They go together – the rocks and the water and the dissolved oxygen and the insects and the swallows. Two Cairns ago I wrote of a spring kayak run where the swallows were incredibly abundant. I did that run again in November and passed cliffs where the mud nests of cliff swallows were thick beneath the sheltering overhangs of a lower strata and the holes of bank swallows were thick in a higher, softer stratum. And I realized that, of course, the swallows are going to be thick where the river has cut into bedrock. Not only will the cliffs provide nesting sites, the turbulent, channel-cutting flow will stir and dissolve oxygen into the water so that billions of insects can thrive there, enough to support all the swallows and their young.

Then I went kayaking in Ahjumawi, a lake fed by massive, underground springs. Most of the lake is shallow, warm, and green. But whenever I approach one of the springs, the water cools and clears and I gaze down at thousands of fingerling trout swirling around the cold inflow. They go together – the springs and the preceding lava flows and the productivity of the water column and the trout.

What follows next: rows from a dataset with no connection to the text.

#![allow(dead_code)]

use std::collections::HashMap;
use std::sync::{Arc, Once};
use std::time::Duration;

use promptcast_core::{HostCommand, LoadId, PanelReply, PanelSource};
use promptcast_engine::{HostEvents, PanelConnector, PanelLink};
use tokio::sync::mpsc;
use tokio_util::sync::CancellationToken;

pub fn init_logging() {
    static INIT: Once = Once::new();
    INIT.call_once(cast_logging::initialize_for_tests);
}

pub fn sources(urls: &[&str]) -> Vec<PanelSource> {
    urls.iter()
        .enumerate()
        .map(|(index, url)| PanelSource::new(url, index as i64).expect("valid url"))
        .collect()
}

/// A chat page whose assistant turns use the ChatGPT markup.
pub fn chatgpt_page(turns: &[&str]) -> String {
    let turns: String = turns
        .iter()
        .map(|turn| format!(r#"<div data-message-author-role="assistant"><p>{turn}</p></div>"#))
        .collect();
    format!(
        r#"<html><body><main>{turns}</main><textarea id="prompt-textarea"></textarea><button data-testid="send-button">Send</button></body></html>"#
    )
}

/// How a scripted panel answers `getLastOutput`.
#[derive(Debug, Clone)]
pub enum Script {
    /// Replies with `text` after `delay`.
    Reply { text: String, delay: Duration },
    /// Never replies.
    Silent,
}

impl Script {
    pub fn reply(text: &str, delay_ms: u64) -> Self {
        Script::Reply {
            text: text.to_string(),
            delay: Duration::from_millis(delay_ms),
        }
    }
}

/// Panels that load instantly and answer per hostname script. Injected
/// prompts are recorded.
#[derive(Clone, Default)]
pub struct ScriptedConnector {
    scripts: HashMap<String, Script>,
    pub injected: Arc<std::sync::Mutex<Vec<(String, String)>>>,
    pub connects: Arc<std::sync::Mutex<Vec<String>>>,
}

impl ScriptedConnector {
    pub fn new(scripts: &[(&str, Script)]) -> Self {
        Self {
            scripts: scripts
                .iter()
                .map(|(host, script)| (host.to_string(), script.clone()))
                .collect(),
            ..Self::default()
        }
    }

    pub fn injected(&self) -> Vec<(String, String)> {
        self.injected.lock().unwrap().clone()
    }

    pub fn connects(&self) -> Vec<String> {
        self.connects.lock().unwrap().clone()
    }
}

impl PanelConnector for ScriptedConnector {
    fn connect(&self, source: &PanelSource, load: LoadId, events: HostEvents) -> PanelLink {
        let (tx, mut rx) = mpsc::unbounded_channel::<String>();
        let cancel = CancellationToken::new();
        let token = cancel.clone();
        let hostname = source.hostname();
        let source_id = source.id.clone();
        let script = self.scripts.get(&hostname).cloned().unwrap_or(Script::Silent);
        let injected = self.injected.clone();
        self.connects.lock().unwrap().push(hostname.clone());

        events.panel_loaded(&source_id, load);
        tokio::spawn(async move {
            loop {
                let raw = tokio::select! {
                    _ = token.cancelled() => return,
                    raw = rx.recv() => match raw {
                        Some(raw) => raw,
                        None => return,
                    },
                };
                match HostCommand::from_wire(&raw).unwrap() {
                    HostCommand::InjectPrompt { prompt } => {
                        injected.lock().unwrap().push((hostname.clone(), prompt));
                    }
                    HostCommand::GetLastOutput { request_id } => {
                        let Script::Reply { text, delay } = script.clone() else {
                            continue;
                        };
                        let events = events.clone();
                        let source_id = source_id.clone();
                        let hostname = hostname.clone();
                        tokio::spawn(async move {
                            tokio::time::sleep(delay).await;
                            let reply = PanelReply::last_output(hostname, Some(text), request_id);
                            events.post_reply(&source_id, &reply.to_wire().unwrap());
                        });
                    }
                }
            }
        });
        PanelLink::new(tx, cancel)
    }
}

I found myself thinking back on the Law of Requisite Variety which I learned from a systems thinking book I read a long time ago. It read something like ‘a system of less variety can not understand a system of greater variety – unless there is constraint.’ As I understood it then, our minds, even though they are incredibly complex (variety of neuronal connections), can not understand the universe – which is even far more complex (has even more variety). However, this universe has constraints which limit how the complexity of the universe can express itself. These constraints allow us to understand more of the universe than we could if the universe had no constraints. Science is the discovery and exploration of these constraints. Law of Universal Gravitation, Laws of Thermodynamics, Newton’s Laws of Motion, Boyle’s Law, etc. Part of the joy of science is that each discovery of a constraint allows our limited minds to understand more of the universe around us.

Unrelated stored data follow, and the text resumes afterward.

mod cli;
mod clipboard;
mod session;

use std::sync::Arc;
use std::time::Duration;

use anyhow::{Context, Result};
use cast_logging::{cast_error, cast_info, LogDestination};
use clap::Parser;
use promptcast_engine::ConfigStore;

use crate::cli::{Cli, Command};
use crate::clipboard::SystemClipboard;
use crate::session::Session;

/// Time injections get before `send` returns.
const SEND_SETTLE: Duration = Duration::from_secs(15);

#[tokio::main]
async fn main() -> Result<()> {
    let cli = Cli::parse();
    let destination = if cli.verbose {
        LogDestination::Both(cli.log_file.clone())
    } else {
        LogDestination::File(cli.log_file.clone())
    };
    cast_logging::initialize(destination, cli.log_level);
    cast_info!("promptcast {} starting", env!("CARGO_PKG_VERSION"));

    let result = run(cli).await;
    if let Err(err) = &result {
        cast_error!("{:#}", err);
    }
    result
}

async fn run(cli: Cli) -> Result<()> {
    let mut session = Session::open(&cli, Arc::new(SystemClipboard));
    match &cli.command {
        Command::Sources => {
            let sources = session.store().sources().context("reading sources")?;
            for (index, source) in sources.iter().enumerate() {
                let mark = if source.selected { "x" } else { " " };
                println!("{index:>2} [{mark}] {:<24} {}", source.hostname(), source.url);
            }
        }
        Command::Templates => {
            let prompts = session.store().prompts().context("reading prompt templates")?;
            for template in prompts {
                let menu = if template.show_in_menu { "" } else { " (hidden)" };
                println!("{}{}", template.name, menu);
            }
        }
        Command::Send(args) => {
            session.start().await?;
            let attempted = session.send(args, SEND_SETTLE).await?;
            println!("sent to {attempted} panel(s)");
        }
        Command::Collect { host } => {
            session.start().await?;
            let report = session.collect(host.as_deref()).await?;
            print_report(&session, &report);
        }
        Command::Run { prompt, wait_secs } => {
            session.start().await?;
            session.send(prompt, Duration::from_secs(*wait_secs)).await?;
            let report = session.collect(None).await?;
            print_report(&session, &report);
        }
    }
    Ok(())
}

fn print_report(session: &Session, report: &promptcast_core::CollectionReport) {
    if !report.has_output() {
        eprintln!("no output found");
        return;
    }
    if report.is_partial() {
        eprintln!(
            "{} of {} panel(s) answered before the deadline",
            report.results.len(),
            report.expected_count
        );
    }
    println!("{}", session.composed());
}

But the Law of Requisite Variety cuts both ways. We can constrain our own minds, limiting the variety we bring to a new situation. I remember hiking in the Inner Gorge of the Grand Canyon shortly after taking a college geology course. I came upon a rock wall that I could “understand.” With that understanding, I could extrapolate its “story” to the surrounding rock. Except when I did, it didn’t work. Within a few yards, the rocks had been faulted or intruded or folded by some other story. I didn’t like that. I wanted the entire wall to fit into the simple story I understood. The simplified story I wanted to impose on that rock face is an example of a constraint arising within my mind, limiting the variety within my mind even more. The universe is so much vaster than the capabilities of our mind that we need to keep our mind as unconstrained as possible in order to grasp it. It’s a great challenge, striving to dance with the world in a way that understands the world’s constraints to the maximum extent possible without constraining and reducing the variety in one’s own understanding of the world.